Working data -
______________________________

use std::path::Path;
use std::sync::atomic::{AtomicBool, Ordering};
use std::sync::Arc;
use std::thread::{self, JoinHandle};
use std::time::{Duration, Instant};

use anyhow::{bail, Context, Result};
use pixelconfig::PipelineConfig;
use pixeltransform::{
    Extent, FrameStats, HeadlessKernel, InputSurface, NativeWindow, PixelTransform,
    SharedImageReader, SurfaceError, VsyncClock,
};
use tracing_subscriber::EnvFilter;

use crate::bindings;
use crate::cli::RunArgs;

const POLL_INTERVAL: Duration = Duration::from_millis(50);

pub fn initialise_tracing() {
    let filter = EnvFilter::try_from_default_env().unwrap_or_else(|_| EnvFilter::new("info"));
    tracing_subscriber::fmt()
        .with_env_filter(filter)
        .with_target(false)
        .init();
}

pub fn load_config(path: Option<&Path>) -> Result<PipelineConfig> {
    match path {
        Some(path) => PipelineConfig::from_path(path)
            .with_context(|| format!("failed to load pipeline config {}", path.display())),
        None => Ok(PipelineConfig::default()),
    }
}

pub fn apply_overrides(config: &mut PipelineConfig, args: &RunArgs) {
    if let Some((width, height)) = args.size {
        config.output.width = width;
        config.output.height = height;
    }
    if let Some((width, height)) = args.input_size {
        config.input.width = width;
        config.input.height = height;
    }
    if let Some(fps) = args.input_fps {
        config.input.fps = fps;
    }
    if let Some(frame_rate) = args.frame_rate {
        config.render.frame_rate = frame_rate;
    }
    if let Some(refresh_rate) = args.refresh_rate {
        config.clock.refresh_rate = refresh_rate;
    }
    if let Some(gravity) = args.gravity {
        config.render.gravity = gravity;
    }
    if let Some(orientation) = args.orientation {
        config.render.orientation = orientation;
    }
    if let Some(rotation) = args.device_orientation {
        config.output.device_orientation = rotation;
    }
    if args.synchronize_orientation {
        config.output.synchronize_orientation = true;
    }
    if let Some(filter) = args.filter {
        config.render.filter = filter;
    }
    if let Some(duration) = args.duration {
        config.clock.run_for = Some(duration);
    }
}

/// Builds a pipeline on a headless kernel with the output surface bound.
pub fn build_pipeline(config: &PipelineConfig) -> Result<(PixelTransform, Arc<HeadlessKernel>)> {
    let kernel = Arc::new(HeadlessKernel::with_image_count(
        config.output.swapchain_images,
    ));
    let transform = PixelTransform::new(
        kernel.clone(),
        Arc::new(SharedImageReader::new()),
        Arc::new(VsyncClock::new(config.clock.refresh_rate)),
    );

    transform.set_image_extent(Extent::new(config.output.width, config.output.height));
    transform.set_device_orientation(bindings::surface_rotation(config.output.device_orientation));
    transform.set_expected_orientation_synchronize(config.output.synchronize_orientation);
    transform.set_video_gravity(bindings::video_gravity(config.render.gravity));
    transform.set_image_orientation(bindings::image_orientation(config.render.orientation));
    transform.set_resample_filter(bindings::resample_filter(config.render.filter));
    transform.set_frame_rate(config.render.frame_rate);
    transform
        .set_native_window(Some(NativeWindow::offscreen(1)))
        .context("failed to bind output surface")?;
    Ok((transform, kernel))
}

pub fn run(args: RunArgs) -> Result<()> {
    let mut config = load_config(args.config.as_deref())?;
    apply_overrides(&mut config, &args);
    config
        .validate()
        .context("invalid pipeline configuration")?;

    tracing::info!(
        output = %format!("{}x{}", config.output.width, config.output.height),
        input = %format!("{}x{}", config.input.width, config.input.height),
        gravity = %config.render.gravity,
        refresh_rate = config.clock.refresh_rate,
        run_for = ?config.clock.run_for,
        "starting pixel transform pipeline"
    );

    let (transform, kernel) = build_pipeline(&config)?;
    let surface = transform
        .create_input_surface(
            Extent::new(config.input.width, config.input.height),
            bindings::pixel_format(config.input.format),
        )
        .context("failed to configure image reader")?;
    let producer = Producer::spawn(surface, config.input.fps)?;

    let outcome = supervise(&transform, config.clock.run_for);
    let stopped = transform
        .stop_running()
        .context("failed to stop render thread");
    let produced = producer.finish();

    let stats = transform.stats();
    println!("{}", format_stats(&stats, produced, kernel.presented_total()));
    tracing::info!(drawn = stats.drawn, produced, "pipeline stopped");
    outcome.and(stopped)
}

/// Waits for `run_for` (or forever) while watching for a render failure.
fn supervise(transform: &PixelTransform, run_for: Option<Duration>) -> Result<()> {
    let deadline = run_for.map(|duration| Instant::now() + duration);
    loop {
        if !transform.is_running() {
            if let Some(failure) = transform.take_failure() {
                return Err(failure).context("render loop failed");
            }
            bail!("render thread exited unexpectedly");
        }
        let now = Instant::now();
        match deadline {
            Some(deadline) if now >= deadline => return Ok(()),
            Some(deadline) => thread::sleep(POLL_INTERVAL.min(deadline - now)),
            None => thread::sleep(POLL_INTERVAL),
        }
    }
}

pub fn format_stats(stats: &FrameStats, produced: u64, presented: u64) -> String {
    format!(
        "frames: produced={produced} ticks={} drawn={} presented={presented} throttled={} skipped_unavailable={} skipped_no_buffer={} skipped_no_image={} aborted={}",
        stats.ticks,
        stats.drawn,
        stats.throttled,
        stats.skipped_unavailable,
        stats.skipped_no_buffer,
        stats.skipped_no_image,
        stats.aborted,
    )
}

/// Synthetic producer writing flat frames into the input surface.
struct Producer {
    stop: Arc<AtomicBool>,
    handle: JoinHandle<u64>,
}

impl Producer {
    fn spawn(surface: InputSurface, fps: f32) -> Result<Self> {
        let stop = Arc::new(AtomicBool::new(false));
        let flag = Arc::clone(&stop);
        let interval = Duration::try_from_secs_f32(1.0 / fps)
            .with_context(|| format!("input fps {fps} has no usable frame interval"))?;
        let handle = thread::Builder::new()
            .name("pixeld-producer".into())
            .spawn(move || produce(&surface, interval, &flag))
            .context("failed to spawn producer thread")?;
        Ok(Self { stop, handle })
    }

    /// Stops the producer and returns how many frames it queued.
    fn finish(self) -> u64 {
        self.stop.store(true, Ordering::Release);
        self.handle.join().unwrap_or_else(|_| {
            tracing::warn!("producer thread panicked");
            0
        })
    }
}

fn produce(surface: &InputSurface, interval: Duration, stop: &AtomicBool) -> u64 {
    let started = Instant::now();
    let len = surface.format().frame_len(surface.extent());
    let mut written = 0_u64;
    while !stop.load(Ordering::Acquire) {
        let timestamp = started.elapsed().as_nanos() as i64;
        match surface.queue(timestamp, vec![(written % 251) as u8; len]) {
            Ok(_) => written += 1,
            Err(SurfaceError::Abandoned) => {
                tracing::debug!("input surface abandoned, producer exiting");
                break;
            }
            Err(err) => {
                tracing::warn!(error = %err, "producer frame rejected");
                break;
            }
        }
        thread::sleep(interval);
    }
    written
}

______________________________

What is needed - If a line of the records above holds the string "stopped", count it; then state only how many such lines there are.

Answer for this exercise - 3